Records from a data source
# # # # #

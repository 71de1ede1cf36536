/*
[INPUT]:  Serialized request payload and the active provider handle
[OUTPUT]: Signature plus EIP-191 payload hash
[POS]:    Auth layer - stateless signing for request authentication
[UPDATE]: When changing signing algorithm or hash format
*/

use alloy_primitives::{Signature, eip191_hash_message};
use tracing::debug;

use crate::http::{CoordinapeError, Result};

use super::wallet::{ProviderHandle, normalize_address};

/// Challenge signed during interactive login
pub const LOGIN_MESSAGE: &str = "Login to Coordinape";

/// Output of signing a payload
#[derive(Debug, Clone, PartialEq, Eq)]
pub struct SignedPayload {
    pub signature: String,
    pub hash: String,
}

/// A payload signed by a specific address; valid for a single request
#[derive(Debug, Clone, PartialEq, Eq)]
pub struct SignedRequest {
    pub payload: String,
    pub signature: String,
    pub hash: String,
    pub address: String,
}

/// `0x`-prefixed EIP-191 personal-message hash of `payload`
pub fn payload_hash(payload: &str) -> String {
    let hash = eip191_hash_message(payload.as_bytes());
    format!("0x{}", hex::encode(hash.as_slice()))
}

/// Sign `payload` with `provider`.
///
/// Does not touch session state; every call is independent.
pub async fn sign(payload: &str, provider: Option<&ProviderHandle>) -> Result<SignedPayload> {
    let provider = provider.ok_or(CoordinapeError::NoProvider)?;
    let signature = provider.sign_message(payload).await?;
    debug!(kind = %provider.kind(), bytes = payload.len(), "payload signed");
    Ok(SignedPayload {
        signature,
        hash: payload_hash(payload),
    })
}

/// Sign `payload` and bind the result to the provider's current address
pub async fn sign_request(payload: String, provider: Option<&ProviderHandle>) -> Result<SignedRequest> {
    let signed = sign(&payload, provider).await?;
    let address = provider.map(ProviderHandle::address).unwrap_or_default();
    Ok(SignedRequest {
        payload,
        signature: signed.signature,
        hash: signed.hash,
        address,
    })
}

/// Recover the lowercase address that produced `signature` over `payload`
pub fn recover_signer(payload: &str, signature: &str) -> Result<String> {
    let raw = signature.strip_prefix("0x").unwrap_or(signature);
    let bytes = hex::decode(raw).map_err(|_| {
        CoordinapeError::InvalidResponse("signature is not valid hex".to_string())
    })?;
    let signature = Signature::from_raw(&bytes)
        .map_err(|e| CoordinapeError::InvalidResponse(format!("malformed signature: {e}")))?;
    let address = signature
        .recover_address_from_msg(payload.as_bytes())
        .map_err(|e| CoordinapeError::InvalidResponse(format!("signature recovery failed: {e}")))?;
    Ok(normalize_address(&hex::encode(address.as_slice())))
}
/*
[INPUT]:  API schema definitions and serde requirements
[OUTPUT]: Typed Rust request structs with serialization support
[POS]:    Data layer - payloads that get signed, and query filters
[UPDATE]: When API schema changes or new types added
*/

use serde::{Deserialize, Serialize};

#[derive(Debug, Clone, PartialEq, Default, Serialize, Deserialize)]
pub struct PostProfileParam {
    #[serde(skip_serializing_if = "Option::is_none")]
    pub bio: Option<String>,
    #[serde(skip_serializing_if = "Option::is_none")]
    pub skills: Option<String>,
    #[serde(skip_serializing_if = "Option::is_none")]
    pub twitter_username: Option<String>,
    #[serde(skip_serializing_if = "Option::is_none")]
    pub github_username: Option<String>,
    #[serde(skip_serializing_if = "Option::is_none")]
    pub telegram_username: Option<String>,
    #[serde(skip_serializing_if = "Option::is_none")]
    pub discord_username: Option<String>,
    #[serde(skip_serializing_if = "Option::is_none")]
    pub medium_username: Option<String>,
    #[serde(skip_serializing_if = "Option::is_none")]
    pub website: Option<String>,
}

#[derive(Debug, Clone, PartialEq, Serialize, Deserialize)]
pub struct CreateCircleParam {
    pub user_name: String,
    pub circle_name: String,
    #[serde(skip_serializing_if = "Option::is_none")]
    pub protocol_name: Option<String>,
    #[serde(skip_serializing_if = "Option::is_none")]
    pub protocol_id: Option<i64>,
}

#[derive(Debug, Clone, PartialEq, Default, Serialize, Deserialize)]
pub struct PutCirclesParam {
    #[serde(skip_serializing_if = "Option::is_none")]
    pub name: Option<String>,
    #[serde(skip_serializing_if = "Option::is_none")]
    pub token_name: Option<String>,
    #[serde(skip_serializing_if = "Option::is_none")]
    pub vouching: Option<i64>,
    #[serde(skip_serializing_if = "Option::is_none")]
    pub min_vouches: Option<i64>,
    #[serde(skip_serializing_if = "Option::is_none")]
    pub nomination_days_limit: Option<i64>,
    #[serde(skip_serializing_if = "Option::is_none")]
    pub default_opt_in: Option<i64>,
    #[serde(skip_serializing_if = "Option::is_none")]
    pub discord_webhook: Option<String>,
}

#[derive(Debug, Clone, PartialEq, Serialize, Deserialize)]
pub struct UpdateCreateEpochParam {
    pub start_date: String,
    pub days: i64,
    pub repeat: i64,
    #[serde(skip_serializing_if = "Option::is_none")]
    pub grant: Option<String>,
}

#[derive(Debug, Clone, PartialEq, Serialize, Deserialize)]
pub struct PostUsersParam {
    pub name: String,
    pub address: String,
    #[serde(skip_serializing_if = "Option::is_none")]
    pub non_giver: Option<i64>,
    #[serde(skip_serializing_if = "Option::is_none")]
    pub starting_tokens: Option<i64>,
    #[serde(skip_serializing_if = "Option::is_none")]
    pub role: Option<i64>,
}

#[derive(Debug, Clone, PartialEq, Default, Serialize, Deserialize)]
pub struct UpdateUsersParam {
    #[serde(skip_serializing_if = "Option::is_none")]
    pub name: Option<String>,
    #[serde(skip_serializing_if = "Option::is_none")]
    pub address: Option<String>,
    #[serde(skip_serializing_if = "Option::is_none")]
    pub non_giver: Option<i64>,
    #[serde(skip_serializing_if = "Option::is_none")]
    pub non_receiver: Option<i64>,
    #[serde(skip_serializing_if = "Option::is_none")]
    pub starting_tokens: Option<i64>,
    #[serde(skip_serializing_if = "Option::is_none")]
    pub role: Option<i64>,
}

#[derive(Debug, Clone, PartialEq, Default, Serialize, Deserialize)]
pub struct PutUsersParam {
    #[serde(skip_serializing_if = "Option::is_none")]
    pub name: Option<String>,
    #[serde(skip_serializing_if = "Option::is_none")]
    pub bio: Option<String>,
    #[serde(skip_serializing_if = "Option::is_none")]
    pub non_receiver: Option<i64>,
    #[serde(skip_serializing_if = "Option::is_none")]
    pub epoch_first_visit: Option<i64>,
}

#[derive(Debug, Clone, PartialEq, Serialize, Deserialize)]
pub struct PostTokenGiftsParam {
    pub tokens: i64,
    pub recipient_id: i64,
    #[serde(skip_serializing_if = "Option::is_none")]
    pub note: Option<String>,
}

#[derive(Debug, Clone, PartialEq, Serialize, Deserialize)]
pub struct NominateUserParam {
    pub name: String,
    pub address: String,
    pub description: String,
}

/// Filters for `GET /users`
#[derive(Debug, Clone, PartialEq, Default, Serialize, Deserialize)]
pub struct UsersQuery {
    #[serde(skip_serializing_if = "Option::is_none")]
    pub address: Option<String>,
    #[serde(skip_serializing_if = "Option::is_none")]
    pub circle_id: Option<i64>,
    #[serde(skip_serializing_if = "Option::is_none")]
    pub id: Option<i64>,
    #[serde(skip_serializing_if = "Option::is_none")]
    pub deleted_users: Option<bool>,
}

/// Filters for `GET /token-gifts` and `GET /pending-token-gifts`
#[derive(Debug, Clone, PartialEq, Default, Serialize, Deserialize)]
pub struct GiftsQuery {
    #[serde(skip_serializing_if = "Option::is_none")]
    pub sender_address: Option<String>,
    #[serde(skip_serializing_if = "Option::is_none")]
    pub recipient_address: Option<String>,
    #[serde(skip_serializing_if = "Option::is_none")]
    pub circle_id: Option<i64>,
    #[serde(skip_serializing_if = "Option::is_none")]
    pub id: Option<i64>,
}

/// Filters for `GET /{circle}/nominees`
#[derive(Debug, Clone, PartialEq, Default, Serialize, Deserialize)]
pub struct NomineesQuery {
    #[serde(skip_serializing_if = "Option::is_none")]
    pub id: Option<i64>,
    #[serde(skip_serializing_if = "Option::is_none")]
    pub address: Option<String>,
    #[serde(skip_serializing_if = "Option::is_none")]
    pub nominated_by_user_id: Option<i64>,
    #[serde(skip_serializing_if = "Option::is_none")]
    pub ended: Option<u8>,
}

# # # # #

- _What this task involves_
Return only the part of the records above that opens with the line containing "let signature = Signature::from_raw(&bytes)" and closes with the line containing "and query filters", ends included.

- _Result for this exercise_
    let signature = Signature::from_raw(&bytes)
        .map_err(|e| CoordinapeError::InvalidResponse(format!("malformed signature: {e}")))?;
    let address = signature
        .recover_address_from_msg(payload.as_bytes())
        .map_err(|e| CoordinapeError::InvalidResponse(format!("signature recovery failed: {e}")))?;
    Ok(normalize_address(&hex::encode(address.as_slice())))
}
/*
[INPUT]:  API schema definitions and serde requirements
[OUTPUT]: Typed Rust request structs with serialization support
[POS]:    Data layer - payloads that get signed, and query filters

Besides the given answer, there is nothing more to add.